The problem: Starting at the top of the data and ending with the line that holds "let ai: Arc<dyn", transcribe each line exactly; include both ends.

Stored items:
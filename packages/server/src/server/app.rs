//! Application setup and server configuration.

use std::sync::Arc;

use anyhow::{Context, Result};
use axum::{
    extract::Extension,
    routing::{get, post},
    Router,
};
use sqlx::PgPool;
use tower_http::cors::CorsLayer;
use tower_http::trace::TraceLayer;

use crate::config::Config;
use crate::domains::discovery::DiscoveryOrchestrator;
use crate::domains::pantries::{PostgresPantryStore, PostgresPlacesCache};
use crate::kernel::{
    BaseAI, BasePlacesSearch, ClaudeClient, GooglePlacesClient, NoopAI, NoopPlacesSearch,
    ServerDeps, SimpleScraper, StreamHub,
};
use crate::server::routes::{
    health_handler, ingest_pantry_handler, job_status_handler, list_cities_handler,
    list_pantries_handler, nearby_pantries_handler, start_job_handler, stop_job_handler,
    stream_handler,
};

/// Shared state for route handlers.
#[derive(Clone)]
pub struct AppState {
    pub db_pool: PgPool,
    pub orchestrator: Arc<DiscoveryOrchestrator>,
    pub deps: ServerDeps,
}

/// Wire up dependencies and build the axum router.
///
/// Missing provider keys degrade to no-op clients so the service still boots
/// for local development; discovery jobs then complete with zero candidates.
pub fn build_app(pool: PgPool, config: &Config) -> Result<Router> {
    let places: Arc<dyn BasePlacesSearch> = match &config.google_places_api_key {
        Some(key) => Arc::new(
            GooglePlacesClient::new(key.clone()).context("Failed to create places client")?,
        ),
        None => {
            tracing::warn!("GOOGLE_PLACES_API_KEY not set; places search disabled");
            Arc::new(NoopPlacesSearch)
        }
    };

    let ai: Arc<dyn BaseAI> = match &config.anthropic_api_key {
        Some(key) => Arc::new(ClaudeClient::new(key.clone())),
        None => {
            tracing::warn!("ANTHROPIC_API_KEY not set; extraction disabled");
            Arc::new(NoopAI)
        }
    };

    let scraper = Arc::new(SimpleScraper::new().context("Failed to create scraper")?);
    let places_cache = Arc::new(PostgresPlacesCache::new(
        pool.clone(),
        config.discovery.places_cache_ttl_secs,
    ));
    let store = Arc::new(PostgresPantryStore::new(pool.clone()));
    let stream_hub = StreamHub::new(config.discovery.subscriber_buffer);

    let deps = ServerDeps::new(
        places,
        places_cache,
        scraper,
        ai,
        store,
        stream_hub,
        config.discovery.clone(),
    );

    let orchestrator = DiscoveryOrchestrator::new(deps.clone());
    orchestrator.spawn_maintenance();
    spawn_cache_eviction(pool.clone(), config.discovery.places_cache_ttl_secs);

    let state = AppState {
        db_pool: pool,
        orchestrator,
        deps,
    };

    // Job creation fans out to external providers; rate limit it separately
    // from stream subscriptions. Disabled in development where all requests
    // share localhost IP.
    let start_routes = Router::new().route("/api/discovery/jobs", post(start_job_handler));
    #[cfg(not(debug_assertions))]
    let start_routes = {
        use tower_governor::{governor::GovernorConfigBuilder, GovernorLayer};
        let config = std::sync::Arc::new(
            GovernorConfigBuilder::default()
                .per_second(2)
                .burst_size(5)
                .use_headers()
                .finish()
                .expect("Rate limiter configuration is valid and should never fail"),
        );
        start_routes.layer(GovernorLayer { config })
    };

    let stream_routes =
        Router::new().route("/api/discovery/jobs/:job_id/stream", get(stream_handler));
    #[cfg(not(debug_assertions))]
    let stream_routes = {
        use tower_governor::{governor::GovernorConfigBuilder, GovernorLayer};
        let config = std::sync::Arc::new(
            GovernorConfigBuilder::default()
                .per_second(5)
                .burst_size(10)
                .use_headers()
                .finish()
                .expect("Rate limiter configuration is valid and should never fail"),
        );
        stream_routes.layer(GovernorLayer { config })
    };

    let router = Router::new()
        .merge(start_routes)
        .merge(stream_routes)
        .route(
            "/api/discovery/jobs/:job_id",
            get(job_status_handler).delete(stop_job_handler),
        )
        .route("/api/pantries", get(list_pantries_handler))
        .route("/api/pantries/nearby", get(nearby_pantries_handler))
        .route("/api/pantries/:pantry_id/ingest", post(ingest_pantry_handler))
        .route("/api/cities", get(list_cities_handler))
        // Health check (no rate limit)
        .route("/health", get(health_handler));

    Ok(router
        .layer(Extension(state))
        .layer(CorsLayer::permissive())
        .layer(TraceLayer::new_for_http()))
}

/// Hourly sweep of expired places-cache entries.
fn spawn_cache_eviction(pool: PgPool, ttl_secs: u64) {
    use crate::domains::pantries::models::PlacesCacheEntry;

    tokio::spawn(async move {
        let mut tick = tokio::time::interval(std::time::Duration::from_secs(3600));
        loop {
            tick.tick().await;
            match PlacesCacheEntry::evict_expired(ttl_secs, &pool).await {
                Ok(0) => {}
                Ok(removed) => tracing::debug!(removed, "Evicted expired places-cache entries"),
                Err(e) => tracing::warn!(error = %e, "Places-cache eviction failed"),
            }
        }
    });
}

Worked solution:
filename packages/server/src/server/app.rs
//! Application setup and server configuration.

use std::sync::Arc;

use anyhow::{Context, Result};
use axum::{
    extract::Extension,
    routing::{get, post},
    Router,
};
use sqlx::PgPool;
use tower_http::cors::CorsLayer;
use tower_http::trace::TraceLayer;

use crate::config::Config;
use crate::domains::discovery::DiscoveryOrchestrator;
use crate::domains::pantries::{PostgresPantryStore, PostgresPlacesCache};
use crate::kernel::{
    BaseAI, BasePlacesSearch, ClaudeClient, GooglePlacesClient, NoopAI, NoopPlacesSearch,
    ServerDeps, SimpleScraper, StreamHub,
};
use crate::server::routes::{
    health_handler, ingest_pantry_handler, job_status_handler, list_cities_handler,
    list_pantries_handler, nearby_pantries_handler, start_job_handler, stop_job_handler,
    stream_handler,
};

/// Shared state for route handlers.
#[derive(Clone)]
pub struct AppState {
    pub db_pool: PgPool,
    pub orchestrator: Arc<DiscoveryOrchestrator>,
    pub deps: ServerDeps,
}

/// Wire up dependencies and build the axum router.
///
/// Missing provider keys degrade to no-op clients so the service still boots
/// for local development; discovery jobs then complete with zero candidates.
pub fn build_app(pool: PgPool, config: &Config) -> Result<Router> {
    let places: Arc<dyn BasePlacesSearch> = match &config.google_places_api_key {
        Some(key) => Arc::new(
            GooglePlacesClient::new(key.clone()).context("Failed to create places client")?,
        ),
        None => {
            tracing::warn!("GOOGLE_PLACES_API_KEY not set; places search disabled");
            Arc::new(NoopPlacesSearch)
        }
    };

    let ai: Arc<dyn BaseAI> = match &config.anthropic_api_key {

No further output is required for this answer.